Exercise instructions: A single number is the whole answer: the tally of lines in the data below that include the word "JoinHandle".

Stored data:
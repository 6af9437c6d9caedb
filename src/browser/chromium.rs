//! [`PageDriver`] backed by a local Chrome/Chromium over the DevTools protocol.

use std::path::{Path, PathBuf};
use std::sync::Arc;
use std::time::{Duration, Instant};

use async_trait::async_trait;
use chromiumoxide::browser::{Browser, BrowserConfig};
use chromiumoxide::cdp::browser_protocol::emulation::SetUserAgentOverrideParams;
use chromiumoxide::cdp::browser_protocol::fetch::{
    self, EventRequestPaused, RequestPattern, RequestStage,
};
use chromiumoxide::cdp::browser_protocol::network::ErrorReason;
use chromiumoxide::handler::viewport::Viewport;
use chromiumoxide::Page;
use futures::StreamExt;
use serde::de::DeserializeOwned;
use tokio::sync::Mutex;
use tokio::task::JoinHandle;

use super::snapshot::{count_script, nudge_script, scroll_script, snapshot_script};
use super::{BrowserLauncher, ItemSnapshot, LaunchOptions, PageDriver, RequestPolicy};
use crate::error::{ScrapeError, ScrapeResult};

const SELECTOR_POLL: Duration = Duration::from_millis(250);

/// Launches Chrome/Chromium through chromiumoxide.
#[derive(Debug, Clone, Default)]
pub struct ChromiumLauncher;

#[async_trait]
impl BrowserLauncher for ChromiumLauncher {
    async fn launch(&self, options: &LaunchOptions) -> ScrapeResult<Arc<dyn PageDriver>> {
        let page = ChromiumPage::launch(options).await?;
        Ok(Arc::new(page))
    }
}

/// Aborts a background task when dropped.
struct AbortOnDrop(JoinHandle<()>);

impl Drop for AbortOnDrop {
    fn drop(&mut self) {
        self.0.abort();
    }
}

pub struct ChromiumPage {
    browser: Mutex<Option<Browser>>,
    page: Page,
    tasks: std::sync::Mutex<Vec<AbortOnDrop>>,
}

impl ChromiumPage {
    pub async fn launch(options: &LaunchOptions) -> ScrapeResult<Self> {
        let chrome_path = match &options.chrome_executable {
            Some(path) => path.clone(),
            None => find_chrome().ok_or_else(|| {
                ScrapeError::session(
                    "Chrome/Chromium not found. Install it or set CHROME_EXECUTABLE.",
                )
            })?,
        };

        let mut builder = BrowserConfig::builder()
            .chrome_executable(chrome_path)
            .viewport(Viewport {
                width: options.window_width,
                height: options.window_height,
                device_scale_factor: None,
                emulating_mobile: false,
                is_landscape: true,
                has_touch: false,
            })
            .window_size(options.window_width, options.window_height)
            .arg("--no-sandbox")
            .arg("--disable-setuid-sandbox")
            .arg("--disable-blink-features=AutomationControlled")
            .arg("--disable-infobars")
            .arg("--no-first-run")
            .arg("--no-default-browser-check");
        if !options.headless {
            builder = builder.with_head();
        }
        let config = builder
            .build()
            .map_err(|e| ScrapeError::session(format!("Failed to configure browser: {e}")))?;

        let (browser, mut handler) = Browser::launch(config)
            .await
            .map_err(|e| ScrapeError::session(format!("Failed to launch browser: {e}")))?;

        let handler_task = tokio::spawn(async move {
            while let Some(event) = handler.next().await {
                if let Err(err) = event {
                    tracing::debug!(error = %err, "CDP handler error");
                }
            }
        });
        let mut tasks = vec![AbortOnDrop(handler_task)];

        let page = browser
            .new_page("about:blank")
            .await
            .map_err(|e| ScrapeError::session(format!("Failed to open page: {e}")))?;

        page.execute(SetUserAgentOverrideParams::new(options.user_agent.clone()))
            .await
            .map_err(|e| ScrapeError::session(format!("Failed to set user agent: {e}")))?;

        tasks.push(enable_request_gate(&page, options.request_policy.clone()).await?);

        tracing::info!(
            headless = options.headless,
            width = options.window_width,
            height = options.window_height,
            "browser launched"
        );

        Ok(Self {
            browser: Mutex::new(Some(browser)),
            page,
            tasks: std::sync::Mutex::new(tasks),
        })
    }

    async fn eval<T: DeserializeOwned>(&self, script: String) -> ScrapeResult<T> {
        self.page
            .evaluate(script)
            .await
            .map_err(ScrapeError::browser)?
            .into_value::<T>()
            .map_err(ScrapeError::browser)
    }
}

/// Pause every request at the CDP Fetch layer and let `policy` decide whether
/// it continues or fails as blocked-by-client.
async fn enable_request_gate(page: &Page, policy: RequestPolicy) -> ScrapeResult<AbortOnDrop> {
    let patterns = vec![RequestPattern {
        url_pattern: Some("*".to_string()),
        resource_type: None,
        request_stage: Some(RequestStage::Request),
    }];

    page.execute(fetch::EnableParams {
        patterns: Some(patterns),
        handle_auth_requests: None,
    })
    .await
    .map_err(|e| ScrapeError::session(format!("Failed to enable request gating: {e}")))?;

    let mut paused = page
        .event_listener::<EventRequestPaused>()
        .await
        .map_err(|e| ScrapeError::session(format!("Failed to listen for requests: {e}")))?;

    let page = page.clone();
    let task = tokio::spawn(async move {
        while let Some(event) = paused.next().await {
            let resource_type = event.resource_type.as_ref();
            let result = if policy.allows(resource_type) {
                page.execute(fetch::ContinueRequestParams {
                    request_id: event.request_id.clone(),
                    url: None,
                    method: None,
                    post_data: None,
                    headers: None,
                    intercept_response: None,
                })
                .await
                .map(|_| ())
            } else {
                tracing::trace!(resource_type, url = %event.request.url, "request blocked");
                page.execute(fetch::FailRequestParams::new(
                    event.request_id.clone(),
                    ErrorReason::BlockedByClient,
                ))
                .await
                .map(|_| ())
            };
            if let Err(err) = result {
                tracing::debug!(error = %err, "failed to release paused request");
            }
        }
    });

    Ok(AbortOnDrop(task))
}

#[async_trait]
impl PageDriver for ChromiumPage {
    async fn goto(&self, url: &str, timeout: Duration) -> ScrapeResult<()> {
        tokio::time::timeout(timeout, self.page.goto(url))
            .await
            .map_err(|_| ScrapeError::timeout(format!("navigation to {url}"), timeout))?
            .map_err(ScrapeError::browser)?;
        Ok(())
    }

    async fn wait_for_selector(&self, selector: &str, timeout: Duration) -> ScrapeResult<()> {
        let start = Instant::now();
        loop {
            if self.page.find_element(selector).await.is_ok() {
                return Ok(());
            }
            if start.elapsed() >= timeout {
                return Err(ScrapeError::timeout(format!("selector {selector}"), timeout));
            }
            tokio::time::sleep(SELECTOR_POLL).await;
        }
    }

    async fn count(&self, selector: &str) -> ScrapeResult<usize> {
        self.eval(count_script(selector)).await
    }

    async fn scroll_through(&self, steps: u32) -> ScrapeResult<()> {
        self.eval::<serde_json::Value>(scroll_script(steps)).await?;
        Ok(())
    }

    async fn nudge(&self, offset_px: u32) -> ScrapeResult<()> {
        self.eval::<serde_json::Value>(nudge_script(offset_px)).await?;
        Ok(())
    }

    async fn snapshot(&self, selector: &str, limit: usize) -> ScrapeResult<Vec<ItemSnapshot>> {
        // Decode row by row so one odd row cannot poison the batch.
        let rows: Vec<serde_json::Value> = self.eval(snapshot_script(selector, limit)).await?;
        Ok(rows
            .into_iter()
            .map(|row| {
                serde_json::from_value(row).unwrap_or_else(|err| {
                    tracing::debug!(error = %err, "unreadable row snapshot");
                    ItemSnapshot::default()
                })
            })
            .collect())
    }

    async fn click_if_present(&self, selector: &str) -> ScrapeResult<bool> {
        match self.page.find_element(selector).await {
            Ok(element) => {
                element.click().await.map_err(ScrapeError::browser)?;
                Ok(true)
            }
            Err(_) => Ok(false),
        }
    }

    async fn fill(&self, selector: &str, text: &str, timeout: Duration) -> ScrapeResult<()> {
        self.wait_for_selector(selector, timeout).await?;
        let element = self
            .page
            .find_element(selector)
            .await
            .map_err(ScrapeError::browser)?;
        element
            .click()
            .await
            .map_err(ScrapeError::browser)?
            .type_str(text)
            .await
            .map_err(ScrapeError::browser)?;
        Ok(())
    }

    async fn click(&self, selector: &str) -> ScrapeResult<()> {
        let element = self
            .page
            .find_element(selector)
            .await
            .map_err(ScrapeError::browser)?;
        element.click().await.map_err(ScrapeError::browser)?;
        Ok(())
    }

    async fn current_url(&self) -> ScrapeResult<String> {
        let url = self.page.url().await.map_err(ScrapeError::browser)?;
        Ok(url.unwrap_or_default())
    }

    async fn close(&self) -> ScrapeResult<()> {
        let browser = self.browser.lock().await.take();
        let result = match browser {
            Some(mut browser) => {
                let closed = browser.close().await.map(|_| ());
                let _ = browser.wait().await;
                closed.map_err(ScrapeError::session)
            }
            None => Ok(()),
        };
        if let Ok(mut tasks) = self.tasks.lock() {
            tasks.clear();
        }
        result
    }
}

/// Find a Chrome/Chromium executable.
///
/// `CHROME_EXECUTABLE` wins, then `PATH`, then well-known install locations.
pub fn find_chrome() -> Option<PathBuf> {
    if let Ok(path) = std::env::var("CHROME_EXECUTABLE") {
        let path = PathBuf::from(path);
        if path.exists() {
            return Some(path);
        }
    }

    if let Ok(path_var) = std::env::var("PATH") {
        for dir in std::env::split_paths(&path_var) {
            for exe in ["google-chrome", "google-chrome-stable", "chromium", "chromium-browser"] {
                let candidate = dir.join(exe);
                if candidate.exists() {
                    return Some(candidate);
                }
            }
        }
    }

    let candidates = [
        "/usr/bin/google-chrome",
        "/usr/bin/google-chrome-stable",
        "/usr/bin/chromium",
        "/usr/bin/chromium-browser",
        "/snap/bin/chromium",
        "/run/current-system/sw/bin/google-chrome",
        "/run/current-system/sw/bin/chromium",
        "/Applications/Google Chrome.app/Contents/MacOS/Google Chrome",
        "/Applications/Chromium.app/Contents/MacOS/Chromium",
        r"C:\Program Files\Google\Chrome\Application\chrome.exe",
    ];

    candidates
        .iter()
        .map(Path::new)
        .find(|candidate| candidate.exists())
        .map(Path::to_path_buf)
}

Result of the task: 2